Among the records below, find the line that has "use tracing::debug;"; from there, give the lines again exactly, and stop after the line that has "Some(email) => Credentials::UserAuthKey".

(Stored items)
'''
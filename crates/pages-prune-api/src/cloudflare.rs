use crate::endpoints::{DeleteDeployment, ListDeployments, ListDeploymentsParams, ProjectDetails};
use crate::provider::{DeploymentPage, PagesApi, Project, ResultInfo};
use crate::{ApiError, Result};
use async_trait::async_trait;
use cloudflare::framework::Environment;
use cloudflare::framework::auth::Credentials;
use cloudflare::framework::client::ClientConfig;
use cloudflare::framework::client::async_api::Client;
use pages_prune_config::{Config, constants};
use reqwest::Url;
use tracing::debug;

pub struct CloudflarePagesClient {
    client: Client,
    account_identifier: String,
    project_name: String,
}

impl CloudflarePagesClient {
    pub fn new(
        credentials: Credentials,
        environment: Environment,
        account_id: String,
        project_name: String,
    ) -> Result<Self> {
        let config = ClientConfig {
            http_timeout: constants::HTTP_TIMEOUT,
            ..Default::default()
        };
        let client = Client::new(credentials, config, environment)?;

        Ok(Self {
            client,
            account_identifier: account_id,
            project_name,
        })
    }

    pub fn from_config(config: &Config) -> Result<Self> {
        Self::new(
            credentials(config),
            environment(&config.api_base_url)?,
            config.account_id.clone(),
            config.project_name.clone(),
        )
    }
}

/// A global API key when an account email is set, otherwise an API token.
fn credentials(config: &Config) -> Credentials {
    match &config.auth_email {
        Some(email) => Credentials::UserAuthKey {
            email: email.clone(),
            key: config.api_token.clone(),
        },
        None => Credentials::UserAuthToken {
            token: config.api_token.clone(),
        },
    }
}

fn environment(api_base_url: &str) -> Result<Environment> {
    if api_base_url == constants::DEFAULT_API_BASE_URL {
        return Ok(Environment::Production);
    }

    // Endpoint paths are joined onto the base, which only keeps its own
    // path when it ends in a slash.
    let base = format!("{}/", api_base_url.trim_end_matches('/'));
    let invalid = |reason: String| ApiError::InvalidBaseUrl {
        url: api_base_url.to_string(),
        reason,
    };

    let url = Url::parse(&base).map_err(|e| invalid(e.to_string()))?;
    if !matches!(url.scheme(), "http" | "https") {
        return Err(invalid(format!("unsupported scheme {}", url.scheme())));
    }

    Ok(Environment::Custom(base))
}

#[async_trait]
impl PagesApi for CloudflarePagesClient {
    async fn list_deployments(&self, page: u32, per_page: u32) -> Result<DeploymentPage> {
        let response = self
            .client
            .request(&ListDeployments {
                account_identifier: &self.account_identifier,
                project_name: &self.project_name,
                params: ListDeploymentsParams { per_page, page },
            })
            .await?;

        let result_info = response
            .result_info
            .map(serde_json::from_value::<ResultInfo>)
            .transpose()?;

        debug!(
            "Listed page {} of {} deployments: {:?}",
            page, self.project_name, result_info
        );

        Ok(DeploymentPage {
            deployments: response.result.0.unwrap_or_default(),
            result_info,
        })
    }

    async fn get_project(&self) -> Result<Project> {
        let response = self
            .client
            .request(&ProjectDetails {
                account_identifier: &self.account_identifier,
                project_name: &self.project_name,
            })
            .await?;

        Ok(response.result)
    }

    async fn delete_deployment(&self, deployment_id: &str, force: bool) -> Result<()> {
        self.client
            .request(&DeleteDeployment {
                account_identifier: &self.account_identifier,
                project_name: &self.project_name,
                identifier: deployment_id,
                force,
            })
            .await?;

        Ok(())
    }
}
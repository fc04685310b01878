mod telemetry;

use pages_prune_api::CloudflarePagesClient;
use pages_prune_config::{Config, Task};
use pages_prune_engine::Pruner;
use std::sync::Arc;

pub use telemetry::init_tracing;

/// Shared body of both binaries. Loads `.env`, validates configuration
/// before any request is made, then runs the pruner to completion.
pub async fn run(task: Task) -> anyhow::Result<()> {
    let _ = dotenvy::dotenv();

    init_tracing();

    let config = match Config::from_env(task) {
        Ok(config) => config,
        Err(e) => {
            tracing::error!("Invalid configuration: {}", e);
            return Err(e.into());
        }
    };

    match task {
        Task::DeleteSkipped => tracing::info!("Processing and deleting skipped deployments"),
        Task::DeleteNonProduction => {
            tracing::info!("Processing and deleting deployments page by page")
        }
    }

    let client = match CloudflarePagesClient::from_config(&config) {
        Ok(client) => client,
        Err(e) => {
            tracing::error!("Failed to create Cloudflare client: {}", e);
            return Err(e.into());
        }
    };
    let pruner = Pruner::new(Arc::new(client), &config);

    if let Err(e) = pruner.run().await {
        tracing::error!("Run for project {} aborted: {}", config.project_name, e);
        return Err(e.into());
    }

    Ok(())
}
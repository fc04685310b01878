use crate::DeleteError;
use pages_prune_api::{Deployment, PagesApi};
use std::sync::Arc;
use std::time::Duration;
use tracing::info;

/// Issues forced deletions one at a time, pausing after each success.
pub struct DeletionExecutor {
    api: Arc<dyn PagesApi>,
    project_name: String,
    throttle: Duration,
}

impl DeletionExecutor {
    pub fn new(api: Arc<dyn PagesApi>, project_name: impl Into<String>, throttle: Duration) -> Self {
        Self {
            api,
            project_name: project_name.into(),
            throttle,
        }
    }

    pub async fn delete(&self, deployment: &Deployment) -> Result<(), DeleteError> {
        self.api
            .delete_deployment(&deployment.id, true)
            .await
            .map_err(|source| DeleteError {
                id: deployment.id.clone(),
                short_id: deployment.short_id.clone(),
                source,
            })?;

        info!(
            "Deleted deployment {} (created: {}) for project {}",
            deployment.short_id, deployment.created_on, self.project_name
        );

        tokio::time::sleep(self.throttle).await;

        Ok(())
    }
}
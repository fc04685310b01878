use crate::{PruneError, Result};
use pages_prune_api::PagesApi;
use tracing::info;

/// Returns the id of the deployment currently serving the project's live
/// traffic.
pub async fn resolve_production_deployment(api: &dyn PagesApi) -> Result<String> {
    let project = api
        .get_project()
        .await
        .map_err(|e| PruneError::fetch("project details", e))?;

    let production_id = project
        .canonical_deployment
        .and_then(|d| d.id)
        .filter(|id| !id.is_empty())
        .ok_or(PruneError::MissingProductionDeployment)?;

    info!(
        "Found live production deployment to exclude from deletion: {}",
        production_id
    );

    Ok(production_id)
}
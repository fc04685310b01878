use pages_prune_config::constants;
use tracing_subscriber::{layer::SubscriberExt, util::SubscriberInitExt};

/// Installs the global subscriber. `LOG_FORMAT=json` switches to one JSON
/// object per line; `RUST_LOG` overrides the default `info` filter.
pub fn init_tracing() {
    let filter =
        tracing_subscriber::EnvFilter::try_from_default_env().unwrap_or_else(|_| "info".into());

    let json = std::env::var(constants::ENV_LOG_FORMAT)
        .map(|v| v.eq_ignore_ascii_case("json"))
        .unwrap_or(false);

    let registry = tracing_subscriber::registry().with(filter);

    if json {
        registry.with(tracing_subscriber::fmt::layer().json()).init();
    } else {
        registry.with(tracing_subscriber::fmt::layer()).init();
    }
}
'''
**Task solution**
use tracing::debug;

pub struct CloudflarePagesClient {
    client: Client,
    account_identifier: String,
    project_name: String,
}

impl CloudflarePagesClient {
    pub fn new(
        credentials: Credentials,
        environment: Environment,
        account_id: String,
        project_name: String,
    ) -> Result<Self> {
        let config = ClientConfig {
            http_timeout: constants::HTTP_TIMEOUT,
            ..Default::default()
        };
        let client = Client::new(credentials, config, environment)?;

        Ok(Self {
            client,
            account_identifier: account_id,
            project_name,
        })
    }

    pub fn from_config(config: &Config) -> Result<Self> {
        Self::new(
            credentials(config),
            environment(&config.api_base_url)?,
            config.account_id.clone(),
            config.project_name.clone(),
        )
    }
}

/// A global API key when an account email is set, otherwise an API token.
fn credentials(config: &Config) -> Credentials {
    match &config.auth_email {
        Some(email) => Credentials::UserAuthKey {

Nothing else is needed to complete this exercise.